Das Ergebnis der von religiösem Enthusiasmus getragenen Wahl verblüffte die Zeitgenossen. 20.000 Menschen strömten in L'Aquila zusammen, um dem Ordensgründer (Murrones Eremiten des Heiligen Damian unterwarfen sich verschärften Benediktinerregeln) zu huldigen. Als Mann des Übergangs war der greise Papst von der Politik gedacht gewesen, aber die Kürze seiner Amtszeit und die Begründung ihres Endes überraschten dennoch auch: Aus „Demut, Sehnsucht nach Ruhe, Gebrechlichkeit, mangelnden Kenntnissen und der Furcht, sein Gewissen zu beflecken“, entsagte er am 13. Dezember 1294 dem Amte und kehrte froh in seine Einsiedelei zurück, wie Albert Christian Sellners „Immerwährender Päpstekalender“ berichtet.

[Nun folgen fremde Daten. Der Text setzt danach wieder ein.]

impl Game {
    /// Creates a new [`Game`] from the provided [`Position`].
    #[inline(always)]
    pub fn new(position: Position) -> Self {
        let in_check = is_in_check(position.board(), position.side_to_move());
        Self { position, in_check }
    }

    /// Creates a new [`Game`] from the provided FEN string.
    #[inline(always)]
    pub fn from_fen(fen: &str) -> Result<Self> {
        Ok(Self::new(Position::from_fen(fen)?))
    }

    /// Copies `self` and returns a [`Game`] after having applied the provided [`Move`].
    #[inline(always)]
    pub fn with_move_made(&self, mv: Move) -> Self {
        let mut copied = *self;
        copied.make_move(mv);
        copied
    }

    /// Applies the provided [`Move`], returning the captured piece, if any. No enforcement of legality.
    #[inline(always)]
    pub fn make_move(&mut self, mv: Move) -> Option<Piece> {
        let captured = self.position.make_move(mv);
        self.in_check = is_in_check(self.position.board(), self.position.side_to_move());
        captured
    }

    /// Applies the move if it is legal for the side to move. If it is not legal, returns an `Err` explaining why.
    pub fn make_move_checked(&mut self, mv: Move) -> Result<Option<Piece>> {
        if let Some(outcome) = self.outcome() {
            bail!("Cannot play {mv}: the game is over ({outcome})");
        }

        let Some(piece) = self.piece_at(mv.from()) else {
            bail!("Cannot play {mv}: there is no piece on {}", mv.from());
        };

        if piece.color() != self.side_to_move() {
            bail!(
                "Cannot play {mv}: it is {}'s turn, not {}'s",
                self.side_to_move().name(),
                piece.color().name()
            );
        }

        if !self.is_legal(mv) {
            bail!("Cannot play {mv}: it is not a legal move for the {}", piece.name());
        }

        Ok(self.make_move(mv))
    }

    /// Converts the provided string to a [`Move`] and applies it if it is legal.
    ///
    /// # Example
    /// ```
    /// # use pao::Game;
    /// let mut game = Game::default();
    /// assert!(game.make_move_uci("h2e2").is_ok());
    /// // Red cannot move twice in a row
    /// assert!(game.make_move_uci("a0a1").is_err());
    /// ```
    #[inline(always)]
    pub fn make_move_uci(&mut self, mv_str: &str) -> Result<Option<Piece>> {
        let mv = Move::from_uci(self, mv_str)?;
        self.make_move_checked(mv)
    }

    /// Passes the turn to the other side without moving a piece.
    #[inline(always)]
    pub fn toggle_side_to_move(&mut self) {
        self.position.toggle_side_to_move();
        self.in_check = is_in_check(self.position.board(), self.position.side_to_move());
    }

    /// Fetch the internal [`Position`] of this [`Game`].
    #[inline(always)]
    pub const fn position(&self) -> &Position {
        &self.position
    }

    /// Returns `true` if the side-to-move is currently in check.
    #[inline(always)]
    pub const fn is_in_check(&self) -> bool {
        self.in_check
    }

    /// Returns `true` if `color`'s general is currently attacked.
    #[inline(always)]
    pub fn is_side_in_check(&self, color: Color) -> bool {
        is_in_check(self.position.board(), color)
    }

    /// Returns `true` if the side-to-move is in check and has no legal moves.
    ///
    /// # Example
    /// ```
    /// # use pao::Game;
    /// // Not in check, so not checkmate
    /// let game = Game::from_fen("3k5/R8/9/9/9/9/9/9/9/R3K4 b").unwrap();
    /// assert!(!game.is_checkmate());
    ///
    /// // One chariot checks along the back rank, the other covers the rank below
    /// let game = Game::from_fen("3k4R/R8/9/9/9/9/9/9/9/4K4 b").unwrap();
    /// assert!(game.is_checkmate());
    /// ```
    #[inline(always)]
    pub fn is_checkmate(&self) -> bool {
        self.in_check && !self.has_legal_moves()
    }

    /// Returns `true` if the side-to-move is not in check but has no legal moves.
    #[inline(always)]
    pub fn is_stalemate(&self) -> bool {
        !self.in_check && !self.has_legal_moves()
    }

    /// Returns the [`Outcome`] of this game, or [`None`] if it is still being played.
    ///
    /// A side loses when its general has been captured, or when it has no legal moves,
    /// whether it is in check (checkmate) or not (stalemate).
    pub fn outcome(&self) -> Option<Outcome> {
        let stm = self.side_to_move();

        if self.general(stm).is_none() {
            return Some(Outcome {
                winner: stm.opponent(),
                reason: OutcomeReason::GeneralCaptured,
            });
        }

        if self.general(stm.opponent()).is_none() {
            return Some(Outcome {
                winner: stm,
                reason: OutcomeReason::GeneralCaptured,
            });
        }

        if self.has_legal_moves() {
            return None;
        }

        let reason = if self.in_check {
            OutcomeReason::Checkmate
        } else {
            OutcomeReason::Stalemate
        };

        Some(Outcome {
            winner: stm.opponent(),
            reason,
        })
    }

    /// Returns `true` if the game has ended.
    #[inline(always)]
    pub fn is_over(&self) -> bool {
        self.outcome().is_some()
    }

    /// Checks if playing the provided [`Move`] is legal on the current position.
    ///
    /// A move is legal if it is pseudo-legal for a piece of the side-to-move
    /// and does not leave that side's general in check.
    pub fn is_legal(&self, mv: Move) -> bool {
        let Some(piece) = self.piece_at(mv.from()) else {
            return false;
        };

        if piece.color() != self.side_to_move() {
            return false;
        }

        let mut moves = MoveList::new();
        generate_pseudo_legal_from(self.position.board(), mv.from(), piece, &mut moves);

        moves.contains(&mv) && self.is_safe(mv)
    }

    /// Generate all legal moves from the current position.
    ///
    /// # Example
    /// ```
    /// # use pao::Game;
    /// let game = Game::default();
    /// assert_eq!(game.get_legal_moves().len(), 44);
    /// ```
    pub fn get_legal_moves(&self) -> MoveList {
        let mut moves = MoveList::new();
        generate_pseudo_legal(self.position.board(), self.side_to_move(), &mut moves);
        moves.retain(|mv| self.is_safe(*mv));
        moves
    }

    /// Generate the legal moves of the piece on `square`.
    ///
    /// Empty if `square` is empty or holds a piece that is not the side-to-move's.
    pub fn get_legal_moves_from(&self, square: Square) -> MoveList {
        let mut moves = MoveList::new();

        if let Some(piece) = self
            .piece_at(square)
            .filter(|piece| piece.color() == self.side_to_move())
        {
            generate_pseudo_legal_from(self.position.board(), square, piece, &mut moves);
            moves.retain(|mv| self.is_safe(*mv));
        }

        moves
    }

    /// Returns `true` if the side-to-move has at least one legal move.
    pub fn has_legal_moves(&self) -> bool {
        let board = self.position.board();
        board.pieces(self.side_to_move()).any(|(square, piece)| {
            let mut moves = MoveList::new();
            generate_pseudo_legal_from(board, square, piece, &mut moves);
            moves.into_iter().any(|mv| self.is_safe(mv))
        })
    }

    /// Recursively make all legal moves available until the supplied depth is reached, returning the total number of positions reachable.
    ///
    /// This is just a convenience method.
    /// See [`perft()`] for more.
    #[inline(always)]
    pub fn perft(&self, depth: usize) -> u64 {
        perft(self, depth)
    }

    /// Simulates `mv` and returns `true` if the mover's general is not in check afterwards.
    #[inline(always)]
    fn is_safe(&self, mv: Move) -> bool {
        let color = self.side_to_move();
        let after = self.position.with_move_made(mv);
        !is_in_check(after.board(), color)
    }
}
impl SearchConfig {
    /// Constructs a new [`SearchConfig`] from the provided UCI options and game.
    ///
    /// The [`Game`] is used to determine side to move when computing the soft/hard timeouts.
    /// If no depth, node, or time limit is supplied, the search stops at [`Difficulty::depth`].
    pub fn new(options: UciSearchOptions, game: &Game, difficulty: Difficulty, seed: u64) -> Self {
        let mut config = Self {
            difficulty,
            seed,
            ..Default::default()
        };
        let mut limited = false;

        if let Some(depth) = options.depth {
            config.max_depth = (depth as usize).clamp(1, MAX_DEPTH as usize) as u8;
            limited = true;
        }

        if let Some(nodes) = options.nodes {
            config.max_nodes = nodes as u64;
            limited = true;
        }

        // If `movetime` was supplied, search that long.
        if let Some(movetime) = options.movetime {
            config.hard_timeout = movetime;
            config.soft_timeout = movetime;
            limited = true;
        } else {
            // Red is sent as "white" by UCI front-ends
            let (time, inc) = if game.side_to_move().is_red() {
                (options.wtime, options.winc)
            } else {
                (options.btime, options.binc)
            };

            // Only calculate timeouts if a time was provided
            if let Some(time) = time {
                let inc = inc.unwrap_or(Duration::ZERO) / tune::time_inc_divisor!();

                config.soft_timeout = time / tune::soft_timeout_divisor!() + inc;
                config.hard_timeout = time / tune::hard_timeout_divisor!() + inc;
                limited = true;
            }
        }

        if !limited {
            config.max_depth = difficulty.depth();
        }

        config
    }
}

impl Default for SearchConfig {
    /// A default [`SearchConfig`] will permit an "infinite" search at [`Difficulty::Hard`].
    ///
    /// The word "infinite" is quoted here because the actual defaults are the `::MAX` values for each field.
    #[inline(always)]
    fn default() -> Self {
        Self {
            max_depth: MAX_DEPTH,
            max_nodes: u64::MAX,
            starttime: Instant::now(),
            soft_timeout: Duration::MAX,
            hard_timeout: Duration::MAX,
            difficulty: Difficulty::default(),
            seed: 0,
        }
    }
}
/*
 * This Source Code Form is subject to the terms of the Mozilla Public
 * License, v. 2.0. If a copy of the MPL was not distributed with this
 * file, You can obtain one at https://mozilla.org/MPL/2.0/.
 */

/// Xiangqi rules: squares, pieces, positions, move generation, and game records.
mod board;

/// Commands accepted by the engine, parsed with `clap`.
mod cli;

/// Code related to the engine's functionality, such as user input handling.
mod engine;

/// Evaluation of xiangqi positions.
mod eval;

/// Piece-square tables.
mod psqt;

/// Scores and mate distances.
mod score;

/// Main engine logic; all search related code.
mod search;

/// Tunable search parameters.
mod tune;

/// Misc utility functions, constants, and types.
mod utils;

pub use board::*;
pub use cli::*;
pub use engine::*;
pub use eval::*;
pub use psqt::*;
pub use score::*;
pub use search::*;
pub use utils::*;
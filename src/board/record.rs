/*
 * This Source Code Form is subject to the terms of the Mozilla Public
 * License, v. 2.0. If a copy of the MPL was not distributed with this
 * file, You can obtain one at https://mozilla.org/MPL/2.0/.
 */

use std::fmt;

use anyhow::Result;

use super::{Game, Move, MoveList, Outcome, Piece, Square};

/// A move that was played, with everything needed to take it back.
#[derive(Debug, Clone, Copy, PartialEq, Eq, Hash)]
pub struct MoveRecord {
    /// The move itself.
    pub mv: Move,

    /// The piece that moved.
    pub piece: Piece,

    /// The piece that was removed from the board, if any.
    pub captured: Option<Piece>,

    /// Whether the move put the opponent in check.
    pub gave_check: bool,

    /// Halfmove counter before the move was made.
    halfmove: u16,
}

impl fmt::Display for MoveRecord {
    /// Displays the move in ICCS notation, suffixed with `+` if it gave check.
    fn fmt(&self, f: &mut fmt::Formatter<'_>) -> fmt::Result {
        write!(f, "{}", self.mv)?;
        if self.gave_check {
            write!(f, "+")?;
        }
        Ok(())
    }
}

/// A game in progress, along with the history of moves that led to it.
///
/// Every move played through [`GameRecord::play`] is checked for legality,
/// and can be taken back with [`GameRecord::undo`].
#[derive(Debug, Clone, PartialEq, Eq)]
pub struct GameRecord {
    /// The game as it stood before any recorded moves.
    start: Game,

    /// The game as it stands now.
    current: Game,

    /// Every move played since `start`, oldest first.
    history: Vec<MoveRecord>,
}

impl GameRecord {
    /// Starts a new record from `game`.
    #[inline(always)]
    pub fn new(game: Game) -> Self {
        Self {
            start: game,
            current: game,
            history: Vec::new(),
        }
    }

    /// Starts a new record from the provided FEN string.
    #[inline(always)]
    pub fn from_fen(fen: &str) -> Result<Self> {
        Ok(Self::new(Game::from_fen(fen)?))
    }

    /// The game as it stands now.
    #[inline(always)]
    pub const fn game(&self) -> &Game {
        &self.current
    }

    /// The game as it stood before any recorded moves.
    #[inline(always)]
    pub const fn start(&self) -> &Game {
        &self.start
    }

    /// All moves played so far, oldest first.
    #[inline(always)]
    pub fn history(&self) -> &[MoveRecord] {
        &self.history
    }

    /// The most recently played move, if any.
    #[inline(always)]
    pub fn last(&self) -> Option<&MoveRecord> {
        self.history.last()
    }

    /// Returns `true` if the side to move is in check.
    ///
    /// Mirrors the check flag of the last played move.
    #[inline(always)]
    pub fn is_in_check(&self) -> bool {
        self.current.is_in_check()
    }

    /// Plays `mv` for the side to move.
    ///
    /// Fails without changing anything if the game is already over or `mv` is not legal.
    ///
    /// # Example
    /// ```
    /// # use pao::{GameRecord, Move};
    /// let mut record = GameRecord::default();
    /// let mv = Move::from_uci(record.game(), "h2e2").unwrap();
    /// let played = record.play(mv).unwrap();
    /// assert_eq!(played.captured, None);
    /// assert_eq!(record.history().len(), 1);
    ///
    /// // It is Black's turn now
    /// let mv = Move::from_uci(record.game(), "b2b9").unwrap();
    /// assert!(record.play(mv).is_err());
    /// ```
    pub fn play(&mut self, mv: Move) -> Result<MoveRecord> {
        let halfmove = self.current.halfmove();
        let mut next = self.current;
        let captured = next.make_move_checked(mv)?;

        // Validated above, so the piece is on the destination now
        let Some(piece) = next.piece_at(mv.to()) else {
            anyhow::bail!("No piece arrived on {} after playing {mv}", mv.to());
        };

        let record = MoveRecord {
            mv,
            piece,
            captured,
            gave_check: next.is_in_check(),
            halfmove,
        };

        self.current = next;
        self.history.push(record);

        Ok(record)
    }

    /// Parses `mv_str` in ICCS notation and plays it. See [`GameRecord::play`].
    #[inline(always)]
    pub fn play_uci(&mut self, mv_str: &str) -> Result<MoveRecord> {
        let mv = Move::from_uci(&self.current, mv_str)?;
        self.play(mv)
    }

    /// Takes back the most recent move, restoring the moved piece, any captured piece, and the turn.
    ///
    /// Returns the record of the move taken back, or [`None`] if no moves have been played.
    ///
    /// # Example
    /// ```
    /// # use pao::GameRecord;
    /// let mut record = GameRecord::default();
    /// let before = *record.game();
    /// record.play_uci("h2h9").unwrap();
    /// assert!(record.undo().is_some());
    /// assert_eq!(*record.game(), before);
    /// assert!(record.undo().is_none());
    /// ```
    pub fn undo(&mut self) -> Option<MoveRecord> {
        let record = self.history.pop()?;

        let mut position = *self.current.position();
        position.unmake_move(record.mv, record.captured, record.halfmove);
        self.current = Game::new(position);

        Some(record)
    }

    /// Returns to the starting position and clears the history.
    #[inline(always)]
    pub fn reset(&mut self) {
        self.current = self.start;
        self.history.clear();
    }

    /// Alias for [`Game::outcome`] on the current game.
    #[inline(always)]
    pub fn outcome(&self) -> Option<Outcome> {
        self.current.outcome()
    }

    /// Returns `true` if the piece on `square` may be picked up: it belongs to the side to move and the game is not over.
    #[inline(always)]
    pub fn selectable(&self, square: Square) -> bool {
        !self.legal_destinations(square).is_empty()
    }

    /// The legal moves of the piece on `square`.
    ///
    /// Empty if the square is empty, holds an opposing piece, or the game is over.
    pub fn legal_destinations(&self, square: Square) -> MoveList {
        if self.outcome().is_some() {
            return MoveList::new();
        }
        self.current.get_legal_moves_from(square)
    }

    /// Every move played so far, in ICCS notation, separated by spaces.
    pub fn moves_string(&self) -> String {
        self.history
            .iter()
            .map(|record| record.mv.to_uci())
            .collect::<Vec<_>>()
            .join(" ")
    }
}

impl Default for GameRecord {
    /// A new record from the standard starting position.
    #[inline(always)]
    fn default() -> Self {
        Self::new(Game::default())
    }
}

impl fmt::Display for GameRecord {
    /// Displays the current game followed by the numbered move list.
    fn fmt(&self, f: &mut fmt::Formatter<'_>) -> fmt::Result {
        writeln!(f, "{}", self.current)?;

        let mut fullmove = self.start.fullmove();
        let mut color = self.start.side_to_move();
        let mut line = String::new();

        for (i, record) in self.history.iter().enumerate() {
            if color.is_red() || i == 0 {
                if !line.is_empty() {
                    writeln!(f, "{}", line.trim_end())?;
                }
                let dots = if color.is_red() { "." } else { "..." };
                line = format!("{fullmove}{dots} ");
            }

            line += &format!("{record} ");

            if color.is_black() {
                fullmove += 1;
            }
            color = color.opponent();
        }

        if !line.is_empty() {
            write!(f, "{}", line.trim_end())?;
        }

        Ok(())
    }
}

#[cfg(test)]
mod tests {
    use super::*;
    use crate::{Color, PieceKind};

    #[test]
    fn test_play_records_capture_and_check() {
        let mut record = GameRecord::from_fen("3k2r2/9/9/9/9/9/9/9/9/4K1R2 w").unwrap();

        // Chariot takes chariot and lands on the general's rank
        let played = record.play_uci("g0g9").unwrap();
        assert_eq!(played.captured, Some(Piece::new(Color::Black, PieceKind::Chariot)));
        assert_eq!(played.piece, Piece::new(Color::Red, PieceKind::Chariot));
        assert!(played.gave_check);
        assert!(record.is_in_check());
        assert_eq!(played.to_string(), "g0g9+");
    }

    #[test]
    fn test_undo_restores_captured_piece_and_turn() {
        let mut record = GameRecord::default();
        let start = *record.game();

        record.play_uci("h2h9").unwrap();
        let captured = record.last().and_then(|r| r.captured);
        assert_eq!(captured, Some(Piece::new(Color::Black, PieceKind::Horse)));

        record.play_uci("i9h9").unwrap();
        assert_eq!(record.history().len(), 2);

        let undone = record.undo().unwrap();
        assert_eq!(undone.mv, "i9h9");
        assert_eq!(
            record.game().piece_at(Square::from_uci("h9").unwrap()),
            Some(Piece::new(Color::Red, PieceKind::Cannon))
        );
        assert_eq!(record.game().side_to_move(), Color::Black);

        record.undo().unwrap();
        assert_eq!(*record.game(), start);
        assert!(record.undo().is_none());
    }

    #[test]
    fn test_reset_clears_history() {
        let mut record = GameRecord::default();
        record.play_uci("b0c2").unwrap();
        record.play_uci("b9c7").unwrap();
        record.reset();
        assert!(record.history().is_empty());
        assert_eq!(*record.game(), Game::default());
    }

    #[test]
    fn test_no_moves_after_the_game_ends() {
        // Black is mated
        let mut record = GameRecord::from_fen("3k4R/R8/9/9/9/9/9/9/9/4K4 b").unwrap();
        assert!(record.outcome().is_some());
        assert!(record.legal_destinations(Square::from_uci("d9").unwrap()).is_empty());
        assert!(!record.selectable(Square::from_uci("d9").unwrap()));
        assert!(record.play_uci("d9d8").is_err());
    }

    #[test]
    fn test_selecting_opponent_piece_yields_nothing() {
        let record = GameRecord::default();
        assert!(!record.selectable(Square::from_uci("b9").unwrap()));
        assert!(!record.selectable(Square::from_uci("e5").unwrap()));
        assert!(record.selectable(Square::from_uci("b0").unwrap()));
        assert_eq!(record.legal_destinations(Square::from_uci("b0").unwrap()).len(), 2);
    }

    #[test]
    fn test_move_list_display() {
        let mut record = GameRecord::default();
        record.play_uci("h2e2").unwrap();
        record.play_uci("h9g7").unwrap();
        record.play_uci("h0g2").unwrap();
        assert_eq!(record.moves_string(), "h2e2 h9g7 h0g2");
        assert!(record.to_string().ends_with("1. h2e2 h9g7\n2. h0g2"));
    }
}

Blankovollmachten für Karl II. von Anjou

Die Geschichte zuvor war allerdings nicht so friedlich wie der Abgang. Coelestin V. war, wie zu erwarten, eine Marionette für Karl II. Der König holte ihn nach Neapel, ließ ihn Blankovollmachten ausfertigen. Coelestin war des Lateinischen kaum kundig. Von zwölf neuen Kardinälen waren sieben Franzosen, großzügig wurden Pfründe verteilt. So erhielt Königssohn Ludwig das Erzbistum Lyon. Karl streifte den Zehnten aus Frankreich und Burgund ein, bereicherte sich auch sonst, wo es nur ging.

Da schritt Kardinal Caetani ein. Per Sprechrohr soll der Italiener den schlafenden Papst mehrmals zum Rücktritt aufgefordert haben. Coelestin dachte, das seien himmlische Stimmen – und folgte, nachdem Caetani ein entsprechendes theologisches Gutachten erstellt hatte, das den Rücktritt eines Papstes legalisierte. Der resolute Kardinal folgte als Bonifatius VIII. nach. Vorsichtshalber sperrte er del Murrone in eine Burg weg, wo dieser 1296 starb. 1313 wurde Coelestin V. heiliggesprochen. Sein Festtag ist der 19. Mai.